[Start of section]

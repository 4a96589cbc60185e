//! Scrypt in the Modular Crypt Format used by Passlib.
//
// Copyright (c) 2016 Ivan Nejgebauer <inejge@gmail.com>
//
// Licensed under the MIT license <LICENSE-MIT or
// http://opensource.org/licenses/MIT>. This file may not be copied,
// modified, or distributed except according to the terms of this
// license.
//!
//! Scrypt is a memory-hard key derivation function. Its cost is set by
//! three parameters: the CPU/memory cost _N_ (stored as its base-2
//! logarithm), the block size _r_, and the parallelism _p_.
//!
//! # Example
//!
//! ```
//! use pwswap::{scrypt, Hasher, Verifier};
//!
//! let h = scrypt::Hasher::new(scrypt::Params { ln: 10, ..scrypt::Params::RECOMMENDED });
//! let hash = h.hash("password").unwrap();
//! assert!(hash.starts_with("$scrypt$ln=10,r=8,p=1$"));
//! assert_eq!(h.verify(&hash, "password").unwrap(), pwswap::Verdict::Ok);
//! ```
//!
//! # Hash Format
//!
//! The format of the hash is
//! __`$scrypt$ln=`__*`{ln}`*__`,r=`__*`{r}`*__`,p=`__*`{p}`*__`$`__*`{salt}`*__`$`__*`{checksum}`*,
//! where *`{salt}`* and *`{checksum}`* are standard Base64 without padding.
//! The prefix __`$7$`__ is accepted as an alias on input.

use std::sync::Arc;

use base64::engine::general_purpose::STANDARD_NO_PAD;
use base64::Engine;

use crate::error::{Error, ParseError};
use crate::parse::{self, HashIterator};
use crate::salt::{self, SaltSource};
use crate::verifier::{self, check_bounds, validation_verdict, Verdict};
use crate::{consteq, Result};

/// Hash identifier.
pub const IDENTIFIER: &str = "scrypt";
/// Alternative identifier, accepted on input.
pub const IDENTIFIER_LINUX: &str = "7";
/// Default minimum base-2 logarithm of N accepted by validation.
pub const DEFAULT_MIN_LN: u8 = 14;
/// Default maximum base-2 logarithm of N accepted by validation.
pub const DEFAULT_MAX_LN: u8 = 20;
/// Default minimum block size accepted by validation.
pub const DEFAULT_MIN_R: u32 = 8;
/// Default maximum block size accepted by validation.
pub const DEFAULT_MAX_R: u32 = 32;
/// Default minimum parallelism accepted by validation.
pub const DEFAULT_MIN_P: u32 = 1;
/// Default maximum parallelism accepted by validation.
pub const DEFAULT_MAX_P: u32 = 16;
const ALGORITHM: &str = "scrypt";
// Passed to the primitive only to satisfy its checks; the real output
// length is that of the buffer.
const PRIMITIVE_LEN: usize = 32;

/// Cost and length parameters.
#[derive(Debug, Clone, Copy, PartialEq, Eq, Hash)]
pub struct Params {
    /// Base-2 logarithm of N, the CPU/memory cost.
    pub ln: u8,
    /// Block size.
    pub r: u32,
    /// Parallelism.
    pub p: u32,
    /// Length of the derived key in bytes.
    pub key_len: usize,
    /// Length of the salt in bytes.
    pub salt_len: usize,
}

impl Params {
    /// Recommended parameters for interactive logins.
    pub const RECOMMENDED: Params = Params { ln: 15, r: 8, p: 1, key_len: 32, salt_len: 16 };
}

fn derive(pass: &[u8], salt: &[u8], ln: u8, r: u32, p: u32, key_len: usize) -> Result<Vec<u8>> {
    let invalid = |reason: String| Error::InvalidParams { algorithm: ALGORITHM, reason };
    if u64::from(r) * u64::from(p) >= 1 << 30 {
	return Err(invalid("r*p value larger than 2^30".into()));
    }
    let params = ::scrypt::Params::new(ln, r, p, PRIMITIVE_LEN).map_err(|e| invalid(e.to_string()))?;
    let mut key = vec![0u8; key_len];
    ::scrypt::scrypt(pass, salt, &params, &mut key).map_err(|e| invalid(e.to_string()))?;
    Ok(key)
}

struct Checker {
    params: Params,
    salt: Vec<u8>,
    hash: Vec<u8>,
}

fn parse_scrypt_hash(hash: &str) -> Result<Option<Checker>> {
    let mut hs = parse::HashSlice::new(hash);
    hs.take(1);
    match hs.take_until(b'$') {
	Some(IDENTIFIER) | Some(IDENTIFIER_LINUX) if hash.starts_with('$') => (),
	_ => return Ok(None),
    }
    if hs.at_end() {
	return Ok(None);
    }
    let err = |reason: ParseError| Error::parse(ALGORITHM, reason);
    let costs = hs.take_until(b'$').ok_or_else(|| err(ParseError::MissingField("parameters")))?;
    let enc_salt = hs.take_until(b'$').ok_or_else(|| err(ParseError::MissingField("salt")))?;
    let enc_hash = hs.take_until(b'$').ok_or_else(|| err(ParseError::MissingField("hash")))?;
    if !hs.at_end() {
	return Err(err(ParseError::TrailingData));
    }
    let mut kv = costs.split(',');
    let ln = parse::key_value::<u8>("ln", kv.next()).map_err(err)?;
    let r = parse::key_value::<u32>("r", kv.next()).map_err(err)?;
    let p = parse::key_value::<u32>("p", kv.next()).map_err(err)?;
    if kv.next().is_some() {
	return Err(err(ParseError::TrailingData));
    }
    let salt = STANDARD_NO_PAD.decode(enc_salt)
	.map_err(|source| err(ParseError::Base64 { field: "salt", source }))?;
    let hash = STANDARD_NO_PAD.decode(enc_hash)
	.map_err(|source| err(ParseError::Base64 { field: "hash", source }))?;
    let params = Params { ln, r, p, key_len: hash.len(), salt_len: salt.len() };
    Ok(Some(Checker { params, salt, hash }))
}

impl Checker {
    fn verify(&self, pass: &str) -> Result<Verdict> {
	let Params { ln, r, p, key_len, .. } = self.params;
	let calc = derive(pass.as_bytes(), &self.salt, ln, r, p, key_len)?;
	Ok(consteq(&calc, &self.hash).into())
    }

    fn validate(&self, opts: &ValidationOpts) -> Result<()> {
	let Params { ln, r, p, .. } = self.params;
	check_bounds(IDENTIFIER, "LN", opts.min_ln, opts.max_ln, ln)?;
	check_bounds(IDENTIFIER, "R", opts.min_r, opts.max_r, r)?;
	check_bounds(IDENTIFIER, "P", opts.min_p, opts.max_p, p)?;
	if u64::from(r) * u64::from(p) >= 1 << 30 {
	    return Err(Error::InvalidParams { algorithm: ALGORITHM, reason: "r*p value larger than 2^30".into() });
	}
	Ok(())
    }
}

/// Verify a password against a scrypt hash.
///
/// Parameters rejected by the primitive yield an `InvalidParams` error.
pub fn verify(hash: &str, pass: &str) -> Result<Verdict> {
    match parse_scrypt_hash(hash)? {
	Some(c) => c.verify(pass),
	None => Ok(Verdict::Skip),
    }
}

/// Bounds for the cost parameters. Zero values are replaced with the
/// defaults.
#[derive(Debug, Clone, Copy, PartialEq, Eq)]
pub struct ValidationOpts {
    /// Minimum log2 N.
    pub min_ln: u8,
    /// Maximum log2 N.
    pub max_ln: u8,
    /// Minimum block size.
    pub min_r: u32,
    /// Maximum block size.
    pub max_r: u32,
    /// Minimum parallelism.
    pub min_p: u32,
    /// Maximum parallelism.
    pub max_p: u32,
}

impl Default for ValidationOpts {
    fn default() -> Self {
	ValidationOpts {
	    min_ln: DEFAULT_MIN_LN,
	    max_ln: DEFAULT_MAX_LN,
	    min_r: DEFAULT_MIN_R,
	    max_r: DEFAULT_MAX_R,
	    min_p: DEFAULT_MIN_P,
	    max_p: DEFAULT_MAX_P,
	}
    }
}

impl ValidationOpts {
    /// Replace unset (zero) bounds with defaults.
    pub fn checked(self) -> Self {
	fn or<T: Default + PartialEq>(v: T, dflt: T) -> T {
	    if v == T::default() { dflt } else { v }
	}
	ValidationOpts {
	    min_ln: or(self.min_ln, DEFAULT_MIN_LN),
	    max_ln: or(self.max_ln, DEFAULT_MAX_LN),
	    min_r: or(self.min_r, DEFAULT_MIN_R),
	    max_r: or(self.max_r, DEFAULT_MAX_R),
	    min_p: or(self.min_p, DEFAULT_MIN_P),
	    max_p: or(self.max_p, DEFAULT_MAX_P),
	}
    }
}

/// Check the cost parameters of a hash against the bounds.
///
/// Bounds are checked in the order ln, r, p; only the first violation is
/// reported.
pub fn validate(hash: &str, opts: &ValidationOpts) -> Result<Verdict> {
    let opts = opts.checked();
    validation_verdict(parse_scrypt_hash(hash), |c| c.validate(&opts))
}

impl verifier::Validator for ValidationOpts {
    fn validate(&self, encoded: &str) -> Result<Verdict> {
	validate(encoded, self)
    }
}

/// Generates scrypt hashes.
#[derive(Clone)]
pub struct Hasher {
    params: Params,
    opts: ValidationOpts,
    source: Arc<dyn SaltSource>,
}

impl Hasher {
    /// Hasher with the given parameters. They are not checked until the
    /// first hash is produced.
    pub fn new(params: Params) -> Hasher {
	Hasher { params, opts: ValidationOpts::default(), source: salt::default_source() }
    }

    /// Bounds used by the `Validator` implementation.
    pub fn with_validation(mut self, opts: ValidationOpts) -> Hasher {
	self.opts = opts.checked();
	self
    }

    /// Draw salt from a custom source.
    pub fn with_source(mut self, source: Arc<dyn SaltSource>) -> Hasher {
	self.source = source;
	self
    }

    /// The parameters of new hashes.
    pub fn params(&self) -> Params {
	self.params
    }
}

impl Default for Hasher {
    fn default() -> Self {
	Hasher::new(Params::RECOMMENDED)
    }
}

impl verifier::Verifier for Hasher {
    fn verify(&self, encoded: &str, password: &str) -> Result<Verdict> {
	let c = match parse_scrypt_hash(encoded)? {
	    Some(c) => c,
	    None => return Ok(Verdict::Skip),
	};
	match c.verify(password)? {
	    Verdict::Ok if c.params != self.params => Ok(Verdict::NeedUpdate),
	    v => Ok(v),
	}
    }
}

impl verifier::Hasher for Hasher {
    fn hash(&self, password: &str) -> Result<String> {
	let Params { ln, r, p, key_len, salt_len } = self.params;
	let salt = salt::new_salt(&*self.source, salt_len, ALGORITHM)?;
	let hash = derive(password.as_bytes(), &salt, ln, r, p, key_len)?;
	Ok(format!("${}$ln={},r={},p={}${}${}", IDENTIFIER, ln, r, p,
	    STANDARD_NO_PAD.encode(salt), STANDARD_NO_PAD.encode(hash)))
    }
}

impl verifier::Validator for Hasher {
    fn validate(&self, encoded: &str) -> Result<Verdict> {
	validate(encoded, &self.opts)
    }
}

[End of section]

WHAT NEEDS TO BE DONE: Set down only the lines from the line with "fn verify(&self, encoded: &str, password: &str)" through the last line of the data above, keeping both the first and the last.

WRITTEN ANSWER:
    fn verify(&self, encoded: &str, password: &str) -> Result<Verdict> {
	let c = match parse_scrypt_hash(encoded)? {
	    Some(c) => c,
	    None => return Ok(Verdict::Skip),
	};
	match c.verify(password)? {
	    Verdict::Ok if c.params != self.params => Ok(Verdict::NeedUpdate),
	    v => Ok(v),
	}
    }
}

impl verifier::Hasher for Hasher {
    fn hash(&self, password: &str) -> Result<String> {
	let Params { ln, r, p, key_len, salt_len } = self.params;
	let salt = salt::new_salt(&*self.source, salt_len, ALGORITHM)?;
	let hash = derive(password.as_bytes(), &salt, ln, r, p, key_len)?;
	Ok(format!("${}$ln={},r={},p={}${}${}", IDENTIFIER, ln, r, p,
	    STANDARD_NO_PAD.encode(salt), STANDARD_NO_PAD.encode(hash)))
    }
}

impl verifier::Validator for Hasher {
    fn validate(&self, encoded: &str) -> Result<Verdict> {
	validate(encoded, &self.opts)
    }
}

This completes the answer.